N distributed the seeds amongst the pots.
So that you could barely see the soil.
And then watered them. I think the seeds can sit right on top of the soil, but I covered them lightly with a little bit more dirt.
She distributed the extra seeds all over our sad winter garden, hoping some of the seeds would catch. We watered our indoor seeds for one week, this is what our garden looks like…
I swear, I’ve never seen anything grow this fast! We sprayed twice a day, to keep the soil nice and moist.
And often got impatient, and far preferred POURING water on our plants.
So I devised this much more elegant solution.
Love it! It’s so cheerful to have that fresh green inside, especially now that it’s raining. I have to go to Whole Foods later today to grab a couple of things, and I’ll look for the wheat berry seeds there. Hopefully they have some! If not, do you have another suggestion for where to look? Thanks, and happy planting! 🙂
It is SO cheerful I love it too 🙂 Yes, they have them in the bulk section at WF. I haven’t tested them, but I don’t see why they wouldn’t work.
Many cats, especially indoor cats, love chewing on wheat grass. I grow grass for mine from time to time, in feeble attempts to distract them from eating the more permanent houseplants. Maybe you have a cat friend who could use a present?
(I love your blog, by the way! My first baby will be here soon, and I’m enjoying getting excited about all the fun we will have in a year or two.)
We’re not a cat family (darn allergies!), so this would have NEVER occurred to me. Thanks for the good suggestion. And what an exciting time this is for you!! Congratulations! Wishing you lots of good sleep and an easy delivery.
Am I evil if I put such a garden under my roof leaks? >;)
We could definately use some green here in Vermont; even your ‘sad’ winter garden looks refreshing to me!
Why not! I bet it beats a bucket 🙂 This post is just for you, Siggi, and all of my snow-bound friends. It’s pouring here, if it’s any consolation.

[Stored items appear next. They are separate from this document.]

//! Allow-list resolution
//!
//! Domains are resolved to IPv4 leaves, following CNAME targets explicitly
//! so a resolution loop is reported instead of recursing forever.

use crate::error::ResolutionError;
use crate::firewall::cidr::Ipv4Cidr;
use crate::firewall::CommandRunner;
use regex::Regex;
use std::collections::BTreeSet;
use std::net::Ipv4Addr;
use std::sync::OnceLock;
use tracing::debug;

/// Longest CNAME chain followed before giving up
pub const MAX_CNAME_DEPTH: usize = 16;

/// One answer record for a name
#[derive(Debug, Clone, PartialEq, Eq)]
pub enum DnsRecord {
    /// Literal IPv4 address
    Address(Ipv4Addr),
    /// Another hostname (CNAME target)
    Alias(String),
}

/// Source of address records
pub trait DnsLookup {
    /// Records for `domain`, or a description of why the lookup failed
    fn lookup(&self, domain: &str) -> Result<Vec<DnsRecord>, String>;
}

/// [`DnsLookup`] backed by `dig +short`
pub struct DigResolver<'a> {
    runner: &'a dyn CommandRunner,
}

impl<'a> DigResolver<'a> {
    /// Resolver that runs `dig` through `runner`
    pub fn new(runner: &'a dyn CommandRunner) -> Self {
        Self { runner }
    }
}

impl DnsLookup for DigResolver<'_> {
    fn lookup(&self, domain: &str) -> Result<Vec<DnsRecord>, String> {
        let args = ["+short", "+time=3", "+tries=2", "A", domain].map(String::from);
        let output = self.runner.run("dig", &args).map_err(|e| e.to_string())?;
        if !output.success() {
            return Err(format!("dig exited with status {}: {}", output.status, output.stderr.trim()));
        }
        Ok(parse_dig_short(&output.stdout))
    }
}

/// Parse `dig +short` output: one address or hostname per line
pub fn parse_dig_short(stdout: &str) -> Vec<DnsRecord> {
    stdout
        .lines()
        .map(str::trim)
        .filter(|line| !line.is_empty() && !line.starts_with(';'))
        .filter_map(|line| match line.parse::<Ipv4Addr>() {
            Ok(addr) => Some(DnsRecord::Address(addr)),
            Err(_) if is_domain_name(&normalize_domain(line)) => {
                Some(DnsRecord::Alias(normalize_domain(line)))
            }
            Err(_) => None,
        })
        .collect()
}

/// Resolve `domain` to its IPv4 addresses, following CNAME targets.
///
/// `visited` holds the names on the current chain; a target already on it
/// is a loop. Addresses from the whole chain are merged.
pub fn resolve_domain(
    lookup: &dyn DnsLookup,
    domain: &str,
    visited: &mut Vec<String>,
) -> Result<BTreeSet<Ipv4Addr>, ResolutionError> {
    let domain = normalize_domain(domain);
    if visited.len() >= MAX_CNAME_DEPTH {
        return Err(ResolutionError::ResolutionFailed {
            domain,
            reason: format!("CNAME chain longer than {}", MAX_CNAME_DEPTH),
        });
    }
    visited.push(domain.clone());

    let records = lookup
        .lookup(&domain)
        .map_err(|reason| ResolutionError::ResolutionFailed {
            domain: domain.clone(),
            reason,
        })?;

    let mut addresses = BTreeSet::new();
    for record in records {
        match record {
            DnsRecord::Address(addr) if addr.is_unspecified() || addr.is_broadcast() => {
                debug!("Ignoring unusable address {} for {}", addr, domain);
            }
            DnsRecord::Address(addr) => {
                addresses.insert(addr);
            }
            DnsRecord::Alias(target) => {
                let target = normalize_domain(&target);
                if visited.contains(&target) {
                    return Err(ResolutionError::LoopDetected { domain, target });
                }
                debug!("{} is an alias for {}", domain, target);
                addresses.extend(resolve_domain(lookup, &target, visited)?);
            }
        }
    }
    visited.pop();

    if addresses.is_empty() {
        return Err(ResolutionError::ResolutionFailed {
            domain,
            reason: "no IPv4 addresses".to_string(),
        });
    }
    Ok(addresses)
}

/// An allow-list entry and the networks it opens
#[derive(Debug, Clone, PartialEq, Eq)]
pub struct AllowListEntry {
    /// Entry as configured
    pub name: String,
    /// Resolved networks (single hosts for resolved domains)
    pub networks: BTreeSet<Ipv4Cidr>,
}

/// Resolve every allow-list entry. Literal addresses and CIDR blocks are
/// taken as they are; anything else must be a domain name.
pub fn resolve_allow_list(
    lookup: &dyn DnsLookup,
    entries: &[String],
) -> Result<Vec<AllowListEntry>, ResolutionError> {
    entries
        .iter()
        .map(|entry| {
            let name = normalize_domain(entry);
            if let Ok(cidr) = name.parse::<Ipv4Cidr>() {
                return Ok(AllowListEntry {
                    name,
                    networks: BTreeSet::from([cidr]),
                });
            }
            if !is_domain_name(&name) {
                return Err(ResolutionError::ResolutionFailed {
                    domain: entry.clone(),
                    reason: "not a valid domain name".to_string(),
                });
            }

            let addresses = resolve_domain(lookup, &name, &mut Vec::new())?;
            debug!("{} -> {:?}", name, addresses);
            Ok(AllowListEntry {
                name,
                networks: addresses.into_iter().map(Ipv4Cidr::host).collect(),
            })
        })
        .collect()
}

fn normalize_domain(domain: &str) -> String {
    domain.trim().trim_end_matches('.').to_lowercase()
}

fn is_domain_name(name: &str) -> bool {
    static DOMAIN: OnceLock<Option<Regex>> = OnceLock::new();
    DOMAIN
        .get_or_init(|| {
            Regex::new(r"^([a-z0-9_]([a-z0-9_-]{0,61}[a-z0-9])?\.)+[a-z]([a-z0-9-]{0,61}[a-z0-9])?$").ok()
        })
        .as_ref()
        .is_some_and(|re| name.len() <= 253 && re.is_match(name))
}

You could add the wheat grass to a smoothie for a toddler. I make “green” smoothies for my toddler with a little bit of leafy greens because of his iron deficiency. I use OJ, frozen or fresh fruit, a little leafy greens, and avocado (if I have it) and honey or agave if it needs sweetened…but I leave out the yogurt because the calcium inhibits the iron absorption (but it makes for a sweeter and creamier smoothie if you aren’t worried about the iron). I don’t see why you couldn’t add wheat grass (or the juiced wheat grass).
Thanks for the great suggestion and iron-related tips. My wheatgrass juicer arrived in today’s mail, and I’m excited to give this a try. My daughter stopped drinking smoothies when she saw me slip some spinach in one not too long ago, but you just never know!
How fun! What a great way to brighten up the winter days 🙂 We have some flower and vegetable seeds growing that need to be transplanted over into some larger pots this weekend — I really like your idea of putting everything in a big plastic tub!
~Michelle @ 5MFSN
Oh, I love seeing patches of green!! So much fun! I had no idea that wheat grass grows so quickly, wow!!!
i didn’t know that about it, either, and ended up buying a juicer just so that we could keep up with the quantity!
Wheat grass is also great to have growing indoors as it is such a vibrant colour. Also one of the most healthiest foods as well. Nice pictures.